D. F. Malan Airport was opened in 1954, a year after Jan Smuts Airport (now
O. R. Tambo International Airport) on the
Witwatersrand, near Johannesburg, opened. The airport replaced Cape Town's previous airport,
Wingfield Aerodrome. Originally named Bellville Airport due to its proximity to the town of the
same name, it initially served as a domestic airport. Then, at the request of the Bellville Federation of Taxpayers, the airport was renamed after the
then South African prime minister. D.F. Malan National Airport soon achieved international airport status when a direct flight to
Britain and a second flight to Britain via
Johannesburg was introduced. With the fall of
apartheid in the early 1990s, ownership of the airport was transferred from the state to the newly formed
Airports Company South Africa, and the airport was renamed to the politically neutral Cape Town International Airport.

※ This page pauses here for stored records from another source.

//! Actions and strategy proposals
//!
//! An action is an atomic infrastructure change with declared pre- and
//! postconditions. Conditions name the (target, field) pairs an action reads
//! and writes; plan synthesis infers dependency edges from their overlap.

use crate::model::CapacityVector;
use serde::{Deserialize, Serialize};
use std::collections::BTreeMap;
use std::fmt;
use uuid::Uuid;

/// Reference to the entity an action or condition is about.
#[derive(Debug, Clone, PartialEq, Eq, PartialOrd, Ord, Serialize, Deserialize)]
#[serde(tag = "kind", content = "id", rename_all = "snake_case")]
pub enum TargetRef {
    Workload(String),
    Resource(String),
}

impl TargetRef {
    pub fn id(&self) -> &str {
        match self {
            TargetRef::Workload(id) | TargetRef::Resource(id) => id,
        }
    }
}

impl fmt::Display for TargetRef {
    fn fmt(&self, f: &mut fmt::Formatter<'_>) -> fmt::Result {
        match self {
            TargetRef::Workload(id) => write!(f, "workload/{id}"),
            TargetRef::Resource(id) => write!(f, "resource/{id}"),
        }
    }
}

/// The aspect of a target a condition reads or writes.
#[derive(Debug, Clone, Copy, PartialEq, Eq, PartialOrd, Ord, Serialize, Deserialize)]
#[serde(rename_all = "snake_case")]
pub enum ConditionField {
    /// Which resource hosts a workload.
    Placement,
    /// A resource's power state.
    PowerState,
    /// A workload's assigned allocation.
    Allocation,
    /// A resource's remaining headroom.
    FreeCapacity,
}

/// A declared pre- or postcondition. Only `(target, field)` participates in
/// dependency inference; `detail` is for operators reading the plan.
#[derive(Debug, Clone, PartialEq, Serialize, Deserialize)]
pub struct Condition {
    pub target: TargetRef,
    pub field: ConditionField,
    pub detail: String,
}

impl Condition {
    pub fn new(target: TargetRef, field: ConditionField, detail: impl Into<String>) -> Self {
        Self {
            target,
            field,
            detail: detail.into(),
        }
    }

    fn key(&self) -> (&TargetRef, ConditionField) {
        (&self.target, self.field)
    }

    /// Whether two conditions touch the same (target, field) pair.
    pub fn overlaps(&self, other: &Condition) -> bool {
        self.key() == other.key()
    }
}

/// The change an action performs.
#[derive(Debug, Clone, PartialEq, Serialize, Deserialize)]
#[serde(tag = "type", rename_all = "snake_case")]
pub enum ActionKind {
    Migrate {
        source: String,
        destination: String,
    },
    Resize {
        #[serde(skip_serializing_if = "Option::is_none")]
        cpu_millicores: Option<u64>,
        #[serde(skip_serializing_if = "Option::is_none")]
        memory_bytes: Option<u64>,
    },
    ChangePowerState {
        powered_on: bool,
    },
    Noop,
}

impl ActionKind {
    pub fn label(&self) -> &'static str {
        match self {
            ActionKind::Migrate { .. } => "migrate",
            ActionKind::Resize { .. } => "resize",
            ActionKind::ChangePowerState { .. } => "change_power_state",
            ActionKind::Noop => "noop",
        }
    }
}

/// An action as proposed by a strategy, before ids and ordering are
/// assigned.
#[derive(Debug, Clone, PartialEq, Serialize, Deserialize)]
pub struct ActionDraft {
    pub kind: ActionKind,
    pub target: TargetRef,
    pub preconditions: Vec<Condition>,
    pub postconditions: Vec<Condition>,
}

impl ActionDraft {
    /// Migrate a workload between hosts. Conditions capture that the move
    /// consumes headroom on the destination and frees it on the source.
    pub fn migrate(
        workload: &str,
        source: &str,
        destination: &str,
        demand: &CapacityVector,
    ) -> Self {
        let w = TargetRef::Workload(workload.to_string());
        let src = TargetRef::Resource(source.to_string());
        let dst = TargetRef::Resource(destination.to_string());
        Self {
            kind: ActionKind::Migrate {
                source: source.to_string(),
                destination: destination.to_string(),
            },
            target: w.clone(),
            preconditions: vec![
                Condition::new(
                    w.clone(),
                    ConditionField::Placement,
                    format!("{workload} is hosted on {source}"),
                ),
                Condition::new(
                    dst.clone(),
                    ConditionField::FreeCapacity,
                    format!(
                        "{destination} has >= {} millicores and {} bytes free",
                        demand.cpu_millicores, demand.memory_bytes
                    ),
                ),
            ],
            postconditions: vec![
                Condition::new(
                    w,
                    ConditionField::Placement,
                    format!("{workload} is hosted on {destination}"),
                ),
                Condition::new(
                    src,
                    ConditionField::FreeCapacity,
                    format!("{source} regains the workload's demand"),
                ),
                Condition::new(
                    dst,
                    ConditionField::FreeCapacity,
                    format!("{destination} headroom shrinks by the workload's demand"),
                ),
            ],
        }
    }

    /// Resize a workload's allocation in place.
    pub fn resize(workload: &str, host: &str, cpu_millicores: Option<u64>, memory_bytes: Option<u64>) -> Self {
        let w = TargetRef::Workload(workload.to_string());
        let h = TargetRef::Resource(host.to_string());
        Self {
            kind: ActionKind::Resize {
                cpu_millicores,
                memory_bytes,
            },
            target: w.clone(),
            preconditions: vec![Condition::new(
                h.clone(),
                ConditionField::FreeCapacity,
                format!("{host} can absorb the allocation change"),
            )],
            postconditions: vec![
                Condition::new(
                    w,
                    ConditionField::Allocation,
                    format!("{workload} allocation updated"),
                ),
                Condition::new(
                    h,
                    ConditionField::FreeCapacity,
                    format!("{host} headroom reflects the new allocation"),
                ),
            ],
        }
    }

    /// Change a resource's power state. Powering a host down requires it to
    /// be empty, which is what the precondition declares.
    pub fn change_power_state(resource: &str, powered_on: bool) -> Self {
        let r = TargetRef::Resource(resource.to_string());
        let preconditions = if powered_on {
            Vec::new()
        } else {
            vec![Condition::new(
                r.clone(),
                ConditionField::FreeCapacity,
                format!("{resource} hosts no workloads"),
            )]
        };
        Self {
            kind: ActionKind::ChangePowerState { powered_on },
            target: r.clone(),
            preconditions,
            postconditions: vec![Condition::new(
                r,
                ConditionField::PowerState,
                format!(
                    "{resource} is powered {}",
                    if powered_on { "on" } else { "off" }
                ),
            )],
        }
    }

    pub fn noop(target: TargetRef) -> Self {
        Self {
            kind: ActionKind::Noop,
            target,
            preconditions: Vec::new(),
            postconditions: Vec::new(),
        }
    }
}

/// An action bound into a plan: a draft plus identity and submission order.
#[derive(Debug, Clone, PartialEq, Serialize, Deserialize)]
pub struct Action {
    pub id: Uuid,
    /// Position in the strategy's submission order. The deterministic
    /// tie-break for otherwise-unordered actions.
    pub submission_index: usize,
    pub kind: ActionKind,
    pub target: TargetRef,
    pub preconditions: Vec<Condition>,
    pub postconditions: Vec<Condition>,
}

impl Action {
    pub fn describe(&self) -> String {
        format!("{} {}", self.kind.label(), self.target)
    }
}

/// Output of one strategy computation: drafts in submission order plus the
/// strategy's own assessment of how well the goal is met.
#[derive(Debug, Clone, Default, Serialize, Deserialize)]
pub struct ProposedActions {
    pub drafts: Vec<ActionDraft>,
    /// 0.0 (goal unmet) to 1.0 (goal fully met after applying the drafts).
    pub goal_satisfaction: f64,
    /// Free-form strategy diagnostics, keyed deterministically.
    #[serde(default, skip_serializing_if = "BTreeMap::is_empty")]
    pub diagnostics: BTreeMap<String, String>,
}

South African Airways launched a route to Miami in December 1992. In January 2000, the carrier replaced it with a flight to Atlanta, whose outbound leg from Cape Town included a stop in Fort Lauderdale. The first years of the twenty-first century saw tremendous growth at the airport; from handling 6.2 million passengers per annum in 2004–05, the airport peaked at 8.4 million passengers per annum in 2007–08 before falling back to 7.8 million in 2008–09. In June 2008,
Delta Air Lines started a flight to New York via Dakar. It used a Boeing 767 on the route. Delta began flying to Atlanta instead the following June. The company terminated the route in September 2009. In December 2011,
Malaysia Airlines discontinued its service to Buenos Aires. In 2016, the airport saw a 29% increase in international arrivals; 2016 also saw the airport handle 10 million passengers per annum.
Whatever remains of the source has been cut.